Os empreendimentos em questão estão localizados na Rua Almirante Marques Leão (altura do 750) e Rua Rocha (altura do nº 600) e tiveram parecer favorável para que sigam com o processo de licenciamento, mas essa autorização, segundo a nota do Salve Saracura, “viola frontalmente o disposto na Resolução CONPRESP nº 22/2002, responsável pelo tombamento do bairro do Bixiga”.
O próprio Conselho decretou o tombamento de diversas áreas do bairro da Bela Vista, em 2002, devido à importância histórica e urbanística do território na estruturação da cidade de São Paulo e por ser um dos poucos bairros paulistanos que ainda guardam inalteradas as características originais do seu traçado urbano, a importância da permanência da população residente no Bixiga para ajudar a manter a identidade do bairro, entre muitos outros motivos. Clique aqui para ler a resolução na íntegra.
Na 724ª reunião ordinária ocorrida no dia 18 de janeiro, quando foram aprovadas as construções, o advogado Rafael Funari* teve a oportunidade de falar em nome do coletivo. “A aprovação deste empreendimento vai abrir um perigoso e, talvez, irreversível precedente no sentido de descaracterização do tombamento do Bixiga, isso porque se o prédio for aprovado, surgirão novos empreendimentos que poderão ser construídos no local com o fundamento de que a característica original do bairro, que motivou o seu tombamento, já não existe mais”, disse o advogado, também solicitando que seja convocada uma audiência pública com a comunidade, principal afetada pelos processos de transformação do bairro.

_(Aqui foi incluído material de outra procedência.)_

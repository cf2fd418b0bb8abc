//! Length-keyed layout table
//!
//! A [`LayoutTable`] maps a text length to an ordered list of
//! [`LayoutRule`]s. Applying the rules to a text slices it, front to back,
//! into one [`LayoutDescriptor`] per rule. Short texts fit on a single face;
//! longer ones are split across several.
//!
//! Tables can be assembled in code or loaded from JSON:
//!
//! ```json
//! { "1": [{ "category": "round", "columns": 1, "rows": 1, "take": 1 }] }
//! ```

use std::collections::BTreeMap;

use serde::Deserialize;

use crate::error::{Result, StampError};
use crate::traits::LayoutLookup;
use crate::types::{Category, LayoutDescriptor, MAX_TEXT_LEN, MIN_TEXT_LEN};

/// One stamp face: its shape, its grid, and how many characters it consumes
#[derive(Debug, Clone, Copy, PartialEq, Eq)]
pub struct LayoutRule {
    pub category: Category,
    pub columns: u32,
    pub rows: u32,
    pub take: usize,
}

impl LayoutRule {
    pub const fn new(category: Category, columns: u32, rows: u32, take: usize) -> Self {
        Self {
            category,
            columns,
            rows,
            take,
        }
    }

    /// A round face taking as many characters as it has cells
    pub const fn round(columns: u32, rows: u32) -> Self {
        Self::new(Category::Round, columns, rows, (columns * rows) as usize)
    }

    /// A rectangular face taking as many characters as it has cells
    pub const fn rect(columns: u32, rows: u32) -> Self {
        Self::new(Category::Rect, columns, rows, (columns * rows) as usize)
    }

    /// Consume fewer characters than the grid has cells
    pub const fn taking(mut self, take: usize) -> Self {
        self.take = take;
        self
    }

    fn validate(&self) -> Result<()> {
        if self.columns == 0 || self.rows == 0 {
            return Err(StampError::InvalidLayout(format!(
                "grid must have at least one row and column, got {}x{}",
                self.columns, self.rows
            )));
        }
        let cells = self.columns as usize * self.rows as usize;
        if self.take == 0 || self.take > cells {
            return Err(StampError::InvalidLayout(format!(
                "a {}x{} grid cannot hold {} characters",
                self.columns, self.rows, self.take
            )));
        }
        Ok(())
    }
}

#[derive(Deserialize)]
struct RawRule {
    category: String,
    columns: u32,
    rows: u32,
    take: Option<usize>,
}

impl TryFrom<RawRule> for LayoutRule {
    type Error = StampError;

    fn try_from(raw: RawRule) -> Result<Self> {
        let category = raw.category.parse()?;
        let cells = raw.columns as usize * raw.rows as usize;
        Ok(Self::new(category, raw.columns, raw.rows, raw.take.unwrap_or(cells)))
    }
}

/// Text length to stamp faces
#[derive(Debug, Clone, PartialEq, Eq)]
pub struct LayoutTable {
    entries: BTreeMap<usize, Vec<LayoutRule>>,
}

impl LayoutTable {
    /// An empty table
    pub fn new() -> Self {
        Self {
            entries: BTreeMap::new(),
        }
    }

    /// The conventional seal layouts for one to nine characters
    pub fn standard() -> Self {
        Self::new()
            .with_entry(1, [LayoutRule::round(1, 1)])
            .with_entry(2, [LayoutRule::round(1, 2)])
            .with_entry(3, [LayoutRule::round(1, 3)])
            .with_entry(4, [LayoutRule::rect(2, 2)])
            .with_entry(5, [LayoutRule::rect(3, 2).taking(5)])
            .with_entry(6, [LayoutRule::rect(3, 2)])
            .with_entry(7, [LayoutRule::rect(2, 2), LayoutRule::round(1, 3)])
            .with_entry(8, [LayoutRule::rect(2, 2), LayoutRule::rect(2, 2)])
            .with_entry(9, [LayoutRule::rect(3, 3)])
    }

    /// Load a table from JSON keyed by text length
    ///
    /// `take` may be omitted, in which case a rule consumes one character
    /// per cell.
    pub fn from_json_str(json: &str) -> Result<Self> {
        let raw: BTreeMap<usize, Vec<RawRule>> = serde_json::from_str(json)?;
        let mut table = Self::new();
        for (length, rules) in raw {
            let rules = rules
                .into_iter()
                .map(LayoutRule::try_from)
                .collect::<Result<Vec<_>>>()?;
            table.insert(length, rules)?;
        }
        Ok(table)
    }

    /// Register the faces for `length`, checking that they consume exactly
    /// `length` characters
    pub fn insert(&mut self, length: usize, rules: Vec<LayoutRule>) -> Result<()> {
        if !(MIN_TEXT_LEN..=MAX_TEXT_LEN).contains(&length) {
            return Err(StampError::InvalidLayout(format!(
                "text length {length} is outside {MIN_TEXT_LEN}..={MAX_TEXT_LEN}"
            )));
        }
        if rules.is_empty() {
            return Err(StampError::InvalidLayout(format!(
                "no faces given for length {length}"
            )));
        }
        for rule in &rules {
            rule.validate()?;
        }
        let consumed: usize = rules.iter().map(|rule| rule.take).sum();
        if consumed != length {
            return Err(StampError::InvalidLayout(format!(
                "faces for length {length} consume {consumed} characters"
            )));
        }
        self.entries.insert(length, rules);
        Ok(())
    }

    fn with_entry<const N: usize>(mut self, length: usize, rules: [LayoutRule; N]) -> Self {
        self.entries.insert(length, rules.to_vec());
        self
    }

    /// The faces registered for `length`
    pub fn rules(&self, length: usize) -> Option<&[LayoutRule]> {
        self.entries.get(&length).map(Vec::as_slice)
    }

    /// Lengths that have an entry, ascending
    pub fn lengths(&self) -> impl Iterator<Item = usize> + '_ {
        self.entries.keys().copied()
    }

    /// Slice `text` into one descriptor per face
    pub fn apply(&self, text: &str) -> Result<Vec<LayoutDescriptor>> {
        let length = text.chars().count();
        let rules = self
            .rules(length)
            .ok_or(StampError::MissingLayout { length })?;

        let mut chars = text.chars();
        Ok(rules
            .iter()
            .map(|rule| {
                let word: String = chars.by_ref().take(rule.take).collect();
                LayoutDescriptor::new(rule.category, rule.columns, rule.rows, word)
            })
            .collect())
    }
}

impl Default for LayoutTable {
    fn default() -> Self {
        Self::standard()
    }
}

impl LayoutLookup for LayoutTable {
    fn layouts(&self, text: &str) -> Result<Vec<LayoutDescriptor>> {
        self.apply(text)
    }
}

O conselheiro Guilherme Dell’Arco justificou seu voto favorável à aprovação do projeto da Trisul em dois pontos: promove adensamento demográfico interessante e renovação urbana. “Eu entendo que a ampliação da população residente da Bela Vista é algo importante que o projeto promove”, disse o conselheiro. No chat da reunião os participantes questionaram este argumento, uma vez que a Bela Vista é o bairro com maior densidade populacional da cidade, segundo o site da prefeitura de São Paulo. E ele também defende seu parecer por considerar que o espaço hoje é ocioso, um estacionamento, mas na própria documentação do DPH (Departamento de Patrimônio Histórico), há a informação de que houve denúncia de demolição irregular das casas que antes existiam ali.

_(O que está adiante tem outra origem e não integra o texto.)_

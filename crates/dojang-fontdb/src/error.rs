//! Font loading errors

use std::path::PathBuf;

use dojang_core::{GlyphError, StampError};
use thiserror::Error;

pub type LoadResult<T> = std::result::Result<T, FontLoadError>;

/// Everything that can go wrong between a font id and a parsed font
#[derive(Debug, Error)]
pub enum FontLoadError {
    #[error("No font registered or found for id {0:?}")]
    UnknownFont(String),

    #[error("Font file not found: {}", .0.display())]
    FileNotFound(PathBuf),

    #[error("Font file {} is {size} bytes, limit is {max}", .path.display())]
    TooLarge { path: PathBuf, size: u64, max: u64 },

    #[error("Invalid font data for {0:?}")]
    InvalidData(String),

    #[error("Failed to read font {}: {source}", .path.display())]
    Io {
        path: PathBuf,
        #[source]
        source: std::io::Error,
    },
}

impl From<FontLoadError> for GlyphError {
    fn from(err: FontLoadError) -> Self {
        match err {
            FontLoadError::UnknownFont(id) => GlyphError::FontNotFound(id),
            FontLoadError::FileNotFound(path) => GlyphError::FontNotFound(path.display().to_string()),
            FontLoadError::InvalidData(_) | FontLoadError::TooLarge { .. } => {
                GlyphError::InvalidFontData(err.to_string())
            },
            FontLoadError::Io { .. } => GlyphError::Other(err.to_string()),
        }
    }
}

impl From<FontLoadError> for StampError {
    fn from(err: FontLoadError) -> Self {
        StampError::Glyph(err.into())
    }
}
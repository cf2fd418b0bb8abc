//! Glyph grid placement
//!
//! Characters are laid out row-major into a `rows x columns` grid of square
//! cells centered on the canvas. The first row is vertically centered (and
//! rounded to a whole pixel); the first column of every row is horizontally
//! centered on its own, so no row inherits another row's offset.

use crate::config::StampConfig;
use crate::types::GlyphPlacement;

/// Place the characters of `word` on the canvas
///
/// A word shorter than the grid simply leaves the trailing cells empty; any
/// characters beyond `rows * columns` are not placed.
pub fn place(word: &str, columns: u32, rows: u32, config: &StampConfig) -> Vec<GlyphPlacement> {
    let cell = config.cell_size;
    let top = ((config.canvas_height - rows as f32 * cell) / 2.0).round();

    let mut chars = word.chars();
    let mut placements = Vec::with_capacity(word.chars().count());

    'rows: for row in 0..rows {
        let y = top + row as f32 * cell;
        let left = (config.canvas_width - columns as f32 * cell) / 2.0;
        for column in 0..columns {
            let Some(character) = chars.next() else {
                break 'rows;
            };
            let placement = GlyphPlacement {
                character,
                x: left + column as f32 * cell,
                y,
                cell_size: cell,
            };
            log::trace!("Placed {:?} at ({}, {})", character, placement.x, placement.y);
            placements.push(placement);
        }
    }

    placements
}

Em relação ao empreendimento aprovado na Rua Rocha, não há informações dos motivos que levaram à aprovação, porque a reunião, que estava sendo transmitida ao vivo, foi interrompida com 1h34m46 de duração.
Quais os impactos dessas construções no bairro do Bixiga?

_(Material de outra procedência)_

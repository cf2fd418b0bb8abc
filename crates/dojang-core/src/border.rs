//! Border geometry: the circle, ellipse or rectangle framing a stamp
//!
//! Round stamps holding an even number of characters get a true circle;
//! odd counts get an ellipse whose height grows with the count. Rectangular
//! stamps get a rectangle sized to the glyph grid. Every shape is centered on
//! the canvas.

use std::fmt;

use crate::config::StampConfig;
use crate::types::{Category, StrokeStyle};

/// A border primitive, ready to be written as SVG
#[derive(Debug, Clone, PartialEq)]
pub enum BorderShape {
    Circle {
        cx: f32,
        cy: f32,
        r: f32,
        stroke: StrokeStyle,
    },
    Ellipse {
        cx: f32,
        cy: f32,
        rx: f32,
        ry: f32,
        stroke: StrokeStyle,
    },
    Rect {
        x: f32,
        y: f32,
        width: f32,
        height: f32,
        stroke: StrokeStyle,
    },
}

impl BorderShape {
    pub fn stroke(&self) -> &StrokeStyle {
        match self {
            BorderShape::Circle { stroke, .. }
            | BorderShape::Ellipse { stroke, .. }
            | BorderShape::Rect { stroke, .. } => stroke,
        }
    }

    /// The SVG element for this border, unfilled
    pub fn to_markup(&self) -> String {
        self.to_string()
    }
}

impl fmt::Display for BorderShape {
    fn fmt(&self, f: &mut fmt::Formatter<'_>) -> fmt::Result {
        let stroke = self.stroke();
        let paint = format!(
            r#"fill="none" stroke="{}" stroke-width="{}""#,
            escape_attribute(&stroke.stroke),
            stroke.stroke_width
        );
        match self {
            BorderShape::Circle { cx, cy, r, .. } => {
                write!(f, r#"<circle {paint} cx="{cx}" cy="{cy}" r="{r}"></circle>"#)
            },
            BorderShape::Ellipse { cx, cy, rx, ry, .. } => write!(
                f,
                r#"<ellipse {paint} cx="{cx}" cy="{cy}" rx="{rx}" ry="{ry}"></ellipse>"#
            ),
            BorderShape::Rect {
                x,
                y,
                width,
                height,
                ..
            } => write!(
                f,
                r#"<rect {paint} x="{x}" y="{y}" width="{width}" height="{height}"></rect>"#
            ),
        }
    }
}

/// Pick and size the border for one stamp face
///
/// `char_count` decides circle versus ellipse for round stamps; `height` and
/// `width` only matter for rectangles.
pub fn resolve(
    category: Category,
    char_count: usize,
    height: f32,
    width: f32,
    stroke: StrokeStyle,
    config: &StampConfig,
) -> BorderShape {
    let cx = config.center_x();
    let cy = config.center_y();
    match category {
        Category::Round if char_count % 2 == 0 => BorderShape::Circle {
            cx,
            cy,
            r: config.circle_radius,
            stroke,
        },
        Category::Round => BorderShape::Ellipse {
            cx,
            cy,
            rx: config.cell_size,
            ry: (char_count as f32 + 1.0) * config.ellipse_step,
            stroke,
        },
        Category::Rect => BorderShape::Rect {
            x: (config.canvas_width - width) / 2.0,
            y: (config.canvas_height - height) / 2.0,
            width,
            height,
            stroke,
        },
    }
}

/// Escape text for use inside a double-quoted XML attribute
pub fn escape_attribute(value: &str) -> String {
    let mut escaped = String::with_capacity(value.len());
    for ch in value.chars() {
        match ch {
            '&' => escaped.push_str("&amp;"),
            '<' => escaped.push_str("&lt;"),
            '>' => escaped.push_str("&gt;"),
            '"' => escaped.push_str("&quot;"),
            _ => escaped.push(ch),
        }
    }
    escaped
}

#[cfg(test)]
mod tests {
    use super::*;

    fn config() -> StampConfig {
        StampConfig::default()
    }

    #[test]
    fn test_round_even_is_circle() {
        for count in [0, 2, 4, 8] {
            let shape = resolve(Category::Round, count, 50.0, 30.0, StrokeStyle::default(), &config());
            assert_eq!(
                shape,
                BorderShape::Circle {
                    cx: 61.0,
                    cy: 61.0,
                    r: 30.0,
                    stroke: StrokeStyle::default(),
                }
            );
        }
    }

    #[test]
    fn test_round_odd_is_ellipse() {
        let shape = resolve(Category::Round, 3, 70.0, 30.0, StrokeStyle::default(), &config());
        assert_eq!(
            shape,
            BorderShape::Ellipse {
                cx: 61.0,
                cy: 61.0,
                rx: 20.0,
                ry: 40.0,
                stroke: StrokeStyle::default(),
            }
        );

        match resolve(Category::Round, 1, 30.0, 30.0, StrokeStyle::default(), &config()) {
            BorderShape::Ellipse { ry, .. } => assert_eq!(ry, 20.0),
            other => panic!("expected ellipse, got {other:?}"),
        }
    }

    #[test]
    fn test_rect_is_centered() {
        let config = config();
        for (height, width) in [(50.0, 50.0), (50.0, 70.0), (70.0, 70.0), (31.0, 47.0)] {
            match resolve(Category::Rect, 4, height, width, StrokeStyle::default(), &config) {
                BorderShape::Rect {
                    x,
                    y,
                    width: w,
                    height: h,
                    ..
                } => {
                    assert_eq!(w, width);
                    assert_eq!(h, height);
                    assert_eq!(x + w / 2.0, config.canvas_width / 2.0);
                    assert_eq!(y + h / 2.0, config.canvas_height / 2.0);
                },
                other => panic!("expected rect, got {other:?}"),
            }
        }
    }

    #[test]
    fn test_markup() {
        let circle = resolve(Category::Round, 2, 0.0, 0.0, StrokeStyle::default(), &config());
        assert_eq!(
            circle.to_markup(),
            r##"<circle fill="none" stroke="#ff0000" stroke-width="2.3" cx="61" cy="61" r="30"></circle>"##
        );

        let rect = resolve(Category::Rect, 4, 50.0, 70.0, StrokeStyle::new("#000", 1.0), &config());
        assert_eq!(
            rect.to_markup(),
            r##"<rect fill="none" stroke="#000" stroke-width="1" x="26" y="36" width="70" height="50"></rect>"##
        );
    }

    #[test]
    fn test_stroke_is_escaped() {
        let shape = resolve(
            Category::Round,
            2,
            0.0,
            0.0,
            StrokeStyle::new(r#"red" onload="x"#, 1.0),
            &config(),
        );
        assert!(shape.to_markup().contains(r#"stroke="red&quot; onload=&quot;x""#));
    }
}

Nos últimos anos os moradores da Bela Vista observam a chegada de novos empreendimentos imobiliários no bairro que tem proteção patrimonial, cultural e, inclusive, proteção ambiental. Os impactos de construções de edificações nessa região podem se refletir por toda a cidade, uma vez que São Paulo ainda vive o risco de enfrentar uma nova crise hídrica.
“O Bixiga possui três bacias hidrográficas, Saracura, Bixiga e Itororó, que fazem parte de uma bacia hidrográfica maior, a do Anhangabaú. Ou seja, é um território produtor de águas e que desde a fundação de São Paulo abastecia o centro todo da cidade. Com o acelerado processo de urbanização, os rios do Bixiga foram canalizados sob ruas e avenidas”, explica o arquiteto Augusto Aneas*, complementando que o loteamento do bairro não previu parques e praças, prejudicando as áreas de permeabilidade no parcelamento do solo. Com as fortes chuvas, os rios não encontram terra permeável para o direcionamento das águas e, como resultado, temos alagamentos e enchentes.
“Hoje parte dessas águas são absorvidas pelos poucos remanescentes de áreas verdes residuais, além dos quintais das casas antigas preservadas. Com o aumento das construções no Bixiga, aumentam-se as áreas impermeáveis do bairro. Muitas vezes os novos empreendimentos possuem estacionamento no subsolo, que rompem o lençol freático e agravam ainda mais essa situação, além de desperdiçar a água que é escoada para o esgoto e para as ruas”, complementa o arquiteto.
O antropólogo Luis Michel Françoso* relembra que a construção do Minhocão já causou um grande impacto nessas terras ao cortar o Bixiga, destruir casas e boa parte da história. “Os atuais empreendimentos que desejam avançar sobre o Bixiga atualmente trazem consigo um modelo de metrópole que se pretende “moderna” na medida que importa modelos de grandes metrópoles mundiais. Na verdade, o Bixiga, com seu modelo de habitação coletiva, pouco verticalizada, multicultural e em diálogo com a natureza, me parece ser exatamente a pista para um futuro com mais qualidade de vida para São Paulo. Esses novos empreendimentos não dialogam com o modo de viver do bairro e representam uma elevação dos custos de vida que irão resultar na expulsão das pessoas que construíram essa história e que não poderão continuar aqui”, reflete o antropólogo.
Salve Saracura
O coletivo Salve Saracura foi fundado em 2019 a partir da denúncia feita por uma moradora numa reunião da Rede Social Bela Vista. Ela viu uma movimentação de pessoas, máquinas e acompanhou demolição de casas na região das ruas Sílvia e Dr. Seng, bem ao lado da nascente do Rio Saracura, localizada na Rua Garcia Fernandes. Pessoas se juntaram para analisar a situação, agregar conhecimento e criaram o coletivo que elaborou um documento de denúncia na Secretaria do Verde e Meio Ambiente, na Secretaria de Licenciamento e no Ministério Público, solicitando que os órgãos apurassem a regularidade desta obra.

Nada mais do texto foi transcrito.